Energy-related CO2 emissions have risen by 1.7% compared to preceding year and broken a historic record of 33.1 Gt CO2 in 2018 according to International Energy Agency's report. The huge amounts of CO2 emissions in 2018 was caused by the growth of global energy demand by 2.3%, driven by global economy and high demand of heating and cooling.
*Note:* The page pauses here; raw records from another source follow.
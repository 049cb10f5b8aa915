//! Subscriber installation.
//!
//! JSON output carries the standard `tracing-subscriber` fields (timestamp,
//! level, target, fields, span list) and is suitable for log shippers.

use crate::{TelemetryConfig, TelemetryError};
use tracing_subscriber::{layer::SubscriberExt, util::SubscriberInitExt, EnvFilter};

/// Build the level filter. `RUST_LOG` directives take precedence when valid.
pub(crate) fn build_filter(config: &TelemetryConfig) -> Result<EnvFilter, TelemetryError> {
    EnvFilter::try_from_default_env()
        .or_else(|_| EnvFilter::try_new(&config.log_level))
        .map_err(|e| TelemetryError::InvalidFilter(e.to_string()))
}

/// Install the global subscriber.
///
/// Fails with [`TelemetryError::AlreadyInitialized`] if another subscriber
/// has been set, which happens when several tests in one binary call this.
pub fn init_logging(config: &TelemetryConfig) -> Result<(), TelemetryError> {
    let env_filter = build_filter(config)?;

    if config.json_logs {
        let json_layer = tracing_subscriber::fmt::layer()
            .json()
            .with_target(true)
            .with_thread_ids(true)
            .with_file(config.with_source_location)
            .with_line_number(config.with_source_location);

        tracing_subscriber::registry()
            .with(env_filter)
            .with(json_layer)
            .try_init()
            .map_err(|e| TelemetryError::AlreadyInitialized(e.to_string()))?;
    } else {
        let fmt_layer = tracing_subscriber::fmt::layer()
            .with_target(true)
            .with_thread_ids(false)
            .with_file(config.with_source_location)
            .with_line_number(config.with_source_location)
            .with_ansi(true);

        tracing_subscriber::registry()
            .with(env_filter)
            .with(fmt_layer)
            .try_init()
            .map_err(|e| TelemetryError::AlreadyInitialized(e.to_string()))?;
    }

    tracing::info!(
        service = %config.service_name,
        json = config.json_logs,
        "Logging initialized"
    );

    Ok(())
}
According to the International Energy Agency (2019) through their publication "Global Energy and CO2 Status Report 2018", the demand of all type of fuels has risen, include fossil fuels and renewable energy. Oil and natural gas demand grew by 1.3% and 4.6% respectively. The growth of natural gas demand was the largest increase since 2010. The switch from coal to gas in power generation sector and heat production were responsible for the increasing of natural gas consumption. Coal demand was also increase by 0.7%, although it was already replaced by gas in some sector.
Nuclear and renewable energy have also risen by 3.3% and 4% according to International Energy Agency. Renewable energy contributed for almost 45% of world's electricity generation growth. Electricity as a future main energy rose by 4% in 2018.
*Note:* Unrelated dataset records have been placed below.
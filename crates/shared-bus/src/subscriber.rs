//! # Event Subscriber
//!
//! Defines the subscription side of the event bus.

use crate::events::{EventFilter, LedgerEvent};
use thiserror::Error;
use tokio::sync::broadcast;
use tracing::debug;

/// Errors from subscription operations.
#[derive(Debug, Error, Clone, PartialEq, Eq)]
pub enum SubscriptionError {
    /// The event bus was closed.
    #[error("Event bus closed")]
    Closed,
}

/// A subscription handle for receiving events.
///
/// Dropping the handle unsubscribes.
pub struct Subscription {
    receiver: broadcast::Receiver<LedgerEvent>,

    filter: EventFilter,

    /// Events skipped because this subscriber lagged behind.
    dropped: u64,
}

impl Subscription {
    pub(crate) fn new(receiver: broadcast::Receiver<LedgerEvent>, filter: EventFilter) -> Self {
        Self {
            receiver,
            filter,
            dropped: 0,
        }
    }

    /// Receive the next event that matches the filter.
    ///
    /// Returns `None` once the bus has been dropped and drained.
    pub async fn recv(&mut self) -> Option<LedgerEvent> {
        loop {
            let event = match self.receiver.recv().await {
                Ok(e) => e,
                Err(broadcast::error::RecvError::Closed) => return None,
                Err(broadcast::error::RecvError::Lagged(count)) => {
                    self.record_lag(count);
                    continue;
                }
            };

            if self.filter.matches(&event) {
                return Some(event);
            }
        }
    }

    /// Try to receive the next event without blocking.
    ///
    /// # Returns
    ///
    /// - `Ok(Some(event))` - An event was available and matched
    /// - `Ok(None)` - No event available (would block)
    /// - `Err(SubscriptionError::Closed)` - The channel was closed
    pub fn try_recv(&mut self) -> Result<Option<LedgerEvent>, SubscriptionError> {
        loop {
            let event = match self.receiver.try_recv() {
                Ok(e) => e,
                Err(broadcast::error::TryRecvError::Empty) => return Ok(None),
                Err(broadcast::error::TryRecvError::Closed) => {
                    return Err(SubscriptionError::Closed)
                }
                Err(broadcast::error::TryRecvError::Lagged(count)) => {
                    self.record_lag(count);
                    continue;
                }
            };

            if self.filter.matches(&event) {
                return Ok(Some(event));
            }
        }
    }

    /// Drain every matching event currently queued.
    pub fn drain(&mut self) -> Vec<LedgerEvent> {
        let mut events = Vec::new();
        while let Ok(Some(event)) = self.try_recv() {
            events.push(event);
        }
        events
    }

    /// Number of events this subscriber has lost to lag.
    #[must_use]
    pub fn dropped(&self) -> u64 {
        self.dropped
    }

    /// Get the filter for this subscription.
    #[must_use]
    pub fn filter(&self) -> &EventFilter {
        &self.filter
    }

    fn record_lag(&mut self, count: u64) {
        self.dropped = self.dropped.saturating_add(count);
        debug!(lagged = count, total = self.dropped, "Subscriber lagged, oldest events dropped");
    }
}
As all types of fuels demand were grew, the energy-related CO2 emissions rose by 1.7% in 2018 and broke a record of 33.1 Gt CO2. According to International Energy Agency (2019), coal-fired power generation contributed about 30% of energy-related CO2 emissions and produced about 10.1 Gt CO2. The other use of coal also accounted for 4.5 Gt energy-related CO2 emissions. The other fossil fuels contributed for 18.6 Gt CO2.
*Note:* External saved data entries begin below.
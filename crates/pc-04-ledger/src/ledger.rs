//! Ledger service

use crate::domain::{audit_chain, LedgerConfig, LedgerError, LedgerResult};
use parking_lot::RwLock;
use pc_01_authority::Authority;
use pc_02_block::Block;
use pc_03_consensus::{ConsensusError, RoundRobinScheduler, StatusTransition};
use shared_bus::{EventPublisher, LedgerEvent};
use shared_types::{short_hex, Address, Hash, SystemTimeSource, TimeSource, Timestamp, ZERO_HASH};
use std::collections::HashMap;
use std::sync::Arc;
use tracing::{debug, info, warn};

/// Chain state guarded by the ledger lock
struct ChainState {
    blocks: Vec<Arc<Block>>,
    /// Block hash to height
    by_hash: HashMap<Hash, u64>,
    /// Registered validators
    validators: HashMap<Address, Arc<Authority>>,
    /// Removed validators, kept so historical blocks still audit
    retired: HashMap<Address, Arc<Authority>>,
    last_block_time: Timestamp,
}

impl ChainState {
    fn tip(&self) -> &Arc<Block> {
        // Genesis is appended at construction and blocks are never removed.
        &self.blocks[self.blocks.len() - 1]
    }

    fn push(&mut self, block: Arc<Block>) {
        self.by_hash.insert(block.hash(), block.height());
        self.last_block_time = block.timestamp();
        self.blocks.push(block);
    }

    fn authority_for_audit(&self, address: &Address) -> Option<Arc<Authority>> {
        self.validators
            .get(address)
            .or_else(|| self.retired.get(address))
            .cloned()
    }
}

/// Append-only Proof-of-Authority chain.
pub struct Ledger {
    chain: RwLock<ChainState>,
    scheduler: Arc<RoundRobinScheduler>,
    time_source: Arc<dyn TimeSource>,
    publisher: Option<Arc<dyn EventPublisher>>,
    config: LedgerConfig,
}

impl std::fmt::Debug for Ledger {
    fn fmt(&self, f: &mut std::fmt::Formatter<'_>) -> std::fmt::Result {
        let chain = self.chain.read();
        f.debug_struct("Ledger")
            .field("height", &chain.tip().height())
            .field("validators", &chain.validators.len())
            .field("retired", &chain.retired.len())
            .field("scheduler", &self.scheduler)
            .finish()
    }
}

impl Ledger {
    /// Create a chain whose genesis block is produced by `genesis`.
    pub fn new(genesis: Arc<Authority>, config: LedgerConfig) -> LedgerResult<Self> {
        Self::with_time_source(genesis, config, Arc::new(SystemTimeSource))
    }

    /// Create a chain with a custom clock (for testing).
    ///
    /// Signs a height-0 block with `genesis` at the current time, then
    /// registers `genesis` in the registry and the rotation and records the
    /// block as produced.
    pub fn with_time_source(
        genesis: Arc<Authority>,
        config: LedgerConfig,
        time_source: Arc<dyn TimeSource>,
    ) -> LedgerResult<Self> {
        // Sign before registering: a failed signature leaves `genesis` untouched.
        let now = time_source.now();
        let genesis_block = Block::new(0, ZERO_HASH, ZERO_HASH, config.block_gas_limit, now, &genesis)?;
        let genesis_hash = genesis_block.hash();

        let scheduler = Arc::new(RoundRobinScheduler::with_time_source(
            config.consensus.clone(),
            Arc::clone(&time_source),
        ));
        scheduler.add_validator(Arc::clone(&genesis))?;

        let mut chain = ChainState {
            blocks: Vec::new(),
            by_hash: HashMap::new(),
            validators: HashMap::new(),
            retired: HashMap::new(),
            last_block_time: now,
        };
        chain.validators.insert(*genesis.address(), genesis);
        chain.push(Arc::new(genesis_block));
        scheduler.record_block_production(now);

        info!(
            genesis = %short_hex(&genesis_hash),
            timestamp = now,
            "Ledger initialized"
        );

        Ok(Self {
            chain: RwLock::new(chain),
            scheduler,
            time_source,
            publisher: None,
            config,
        })
    }

    /// Publish ledger and scheduler events to `publisher`.
    pub fn with_event_publisher(mut self, publisher: Arc<dyn EventPublisher>) -> Self {
        self.scheduler.set_event_publisher(Arc::clone(&publisher));
        self.publisher = Some(publisher);
        self
    }

    // === VALIDATOR REGISTRY ===

    /// Register a validator and append it to the rotation.
    pub fn add_validator(&self, authority: Arc<Authority>) -> LedgerResult<()> {
        let address = *authority.address();
        {
            let mut chain = self.chain.write();
            if chain.validators.contains_key(&address) {
                return Err(ConsensusError::DuplicateValidator(address).into());
            }
            self.scheduler.add_validator(Arc::clone(&authority))?;
            chain.retired.remove(&address);
            chain.validators.insert(address, authority);
        }

        info!(validator = %short_hex(&address), "Validator registered");
        self.publish(LedgerEvent::ValidatorAdded {
            address,
            timestamp: self.time_source.now(),
        });
        Ok(())
    }

    /// Deregister a validator and drop it from the rotation.
    ///
    /// The authority is retained for auditing blocks it produced.
    pub fn remove_validator(&self, address: &Address) -> LedgerResult<Arc<Authority>> {
        let removed = {
            let mut chain = self.chain.write();
            let authority = chain
                .validators
                .remove(address)
                .ok_or(LedgerError::UnknownValidator(*address))?;
            self.scheduler.remove_validator(address);
            chain.retired.insert(*address, Arc::clone(&authority));
            authority
        };

        info!(validator = %short_hex(address), "Validator deregistered");
        self.publish(LedgerEvent::ValidatorRemoved {
            address: *address,
            timestamp: self.time_source.now(),
        });
        Ok(removed)
    }

    // === APPEND ===

    /// Validate and append a candidate block.
    pub fn append_block(&self, candidate: Block) -> LedgerResult<Arc<Block>> {
        let producer = *candidate.validator_address();
        let height = candidate.height();
        let hash = candidate.hash();

        // Verify outside the write lock; reused below only for the same key.
        let pre_verified = self
            .validator(&producer)
            .map(|authority| {
                let valid = candidate.verify(&authority);
                (authority, valid)
            });

        match self.try_append(candidate, pre_verified) {
            Ok(block) => {
                info!(
                    height,
                    hash = %short_hex(&hash),
                    validator = %short_hex(&producer),
                    transactions = block.transactions().len(),
                    "Block appended"
                );
                self.publish(LedgerEvent::BlockAppended {
                    height,
                    hash,
                    validator: producer,
                    transaction_count: block.transactions().len(),
                    timestamp: block.timestamp(),
                });
                Ok(block)
            }
            Err(error) => {
                warn!(
                    height,
                    hash = %short_hex(&hash),
                    validator = %short_hex(&producer),
                    %error,
                    "Block rejected"
                );
                self.publish(LedgerEvent::BlockRejected {
                    height,
                    hash,
                    validator: producer,
                    reason: error.to_string(),
                    timestamp: self.time_source.now(),
                });
                Err(error)
            }
        }
    }

    fn try_append(
        &self,
        candidate: Block,
        pre_verified: Option<(Arc<Authority>, bool)>,
    ) -> LedgerResult<Arc<Block>> {
        let mut chain = self.chain.write();
        let producer = *candidate.validator_address();

        let authority = chain
            .validators
            .get(&producer)
            .cloned()
            .ok_or(LedgerError::UnknownValidator(producer))?;

        let tip = chain.tip();
        let expected_height = tip.height() + 1;
        let tip_hash = tip.hash();

        // Gate, checks and credit happen under one scheduler write lock, so a
        // concurrent miss cannot move the turn in between.
        self.scheduler
            .commit_block(&producer, candidate.timestamp(), || {
                let signature_valid = match pre_verified {
                    Some((checked, valid)) if Arc::ptr_eq(&checked, &authority) => valid,
                    _ => {
                        debug!(validator = %short_hex(&producer), "Registry changed, re-verifying signature");
                        candidate.verify(&authority)
                    }
                };
                if !signature_valid {
                    return Err(LedgerError::InvalidSignature {
                        height: candidate.height(),
                    });
                }

                if candidate.height() != expected_height {
                    return Err(LedgerError::InvalidHeight {
                        expected: expected_height,
                        actual: candidate.height(),
                    });
                }

                if *candidate.prev_hash() != tip_hash {
                    return Err(LedgerError::InvalidPrevHash {
                        height: candidate.height(),
                        expected: tip_hash,
                        actual: *candidate.prev_hash(),
                    });
                }
                Ok(())
            })?;

        let block = Arc::new(candidate);
        chain.push(Arc::clone(&block));
        Ok(block)
    }

    /// Charge `expected` with a missed turn, if it still holds the turn.
    ///
    /// Takes the chain lock first, so the charge is ordered against appends.
    pub fn record_missed_turn(&self, expected: &Address) -> LedgerResult<Option<StatusTransition>> {
        let _chain = self.chain.write();
        Ok(self.scheduler.record_missed_turn(expected)?)
    }

    // === AUDIT ===

    /// Re-check every block after genesis against the registry.
    pub fn audit(&self) -> LedgerResult<()> {
        let chain = self.chain.read();
        audit_chain(&chain.blocks, |address| chain.authority_for_audit(address))
    }

    pub fn is_valid(&self) -> bool {
        self.audit().is_ok()
    }

    /// Audit an arbitrary block sequence with this ledger's validators.
    pub fn audit_blocks(&self, blocks: &[Arc<Block>]) -> LedgerResult<()> {
        let chain = self.chain.read();
        audit_chain(blocks, |address| chain.authority_for_audit(address))
    }

    // === QUERIES ===

    pub fn block_by_hash(&self, hash: &Hash) -> Option<Arc<Block>> {
        let chain = self.chain.read();
        let height = *chain.by_hash.get(hash)?;
        chain.blocks.get(height as usize).cloned()
    }

    pub fn block_by_height(&self, height: u64) -> Option<Arc<Block>> {
        let index = usize::try_from(height).ok()?;
        self.chain.read().blocks.get(index).cloned()
    }

    pub fn latest_block(&self) -> Arc<Block> {
        Arc::clone(self.chain.read().tip())
    }

    /// Height of the tip.
    pub fn height(&self) -> u64 {
        self.chain.read().tip().height()
    }

    /// Number of blocks, genesis included.
    pub fn len(&self) -> usize {
        self.chain.read().blocks.len()
    }

    /// Always false: the genesis block exists from construction.
    pub fn is_empty(&self) -> bool {
        self.chain.read().blocks.is_empty()
    }

    /// Snapshot of every block in height order.
    pub fn blocks(&self) -> Vec<Arc<Block>> {
        self.chain.read().blocks.clone()
    }

    pub fn current_validator(&self) -> LedgerResult<Arc<Authority>> {
        Ok(self.scheduler.current_validator()?)
    }

    pub fn validator(&self, address: &Address) -> Option<Arc<Authority>> {
        self.chain.read().validators.get(address).cloned()
    }

    /// Registered validators, sorted by address.
    pub fn validators(&self) -> Vec<Arc<Authority>> {
        let mut validators: Vec<_> = self.chain.read().validators.values().cloned().collect();
        validators.sort_by(|a, b| a.address().cmp(b.address()));
        validators
    }

    pub fn retired_validator(&self, address: &Address) -> Option<Arc<Authority>> {
        self.chain.read().retired.get(address).cloned()
    }

    pub fn last_block_time(&self) -> Timestamp {
        self.chain.read().last_block_time
    }

    pub fn scheduler(&self) -> &Arc<RoundRobinScheduler> {
        &self.scheduler
    }

    pub fn time_source(&self) -> &Arc<dyn TimeSource> {
        &self.time_source
    }

    pub fn config(&self) -> &LedgerConfig {
        &self.config
    }

    fn publish(&self, event: LedgerEvent) {
        if let Some(publisher) = &self.publisher {
            publisher.publish(event);
        }
    }
}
How should we do to reduce the number of energy-related CO2 emissions? According to International Renewable Energy Agency (2019), electrification would play an important role in reducing CO2 emissions. Electricity would become a central energy carrier by 2050 and contribute about 50% share of global energy consumption as the increase of electric cars, the heating and cooling production, and the increase use of hydrogen fuel. Renewable energy and electrification would reduce about 70% of energy-related CO2 emissions. If energy efficiency is considered, it would reduce over 90% of energy-related CO2 emissions. The Carbon Capture, Utilization and Storage (CCUS) technology could also play a critical role in energy transition. CCUS could reduce the CO2 emissions from fossil fuel-based power generation, industrial sector and also play an important role in producing blue hydrogen as hydrogen could be clean energy for heating production, electricity production and transportation sector.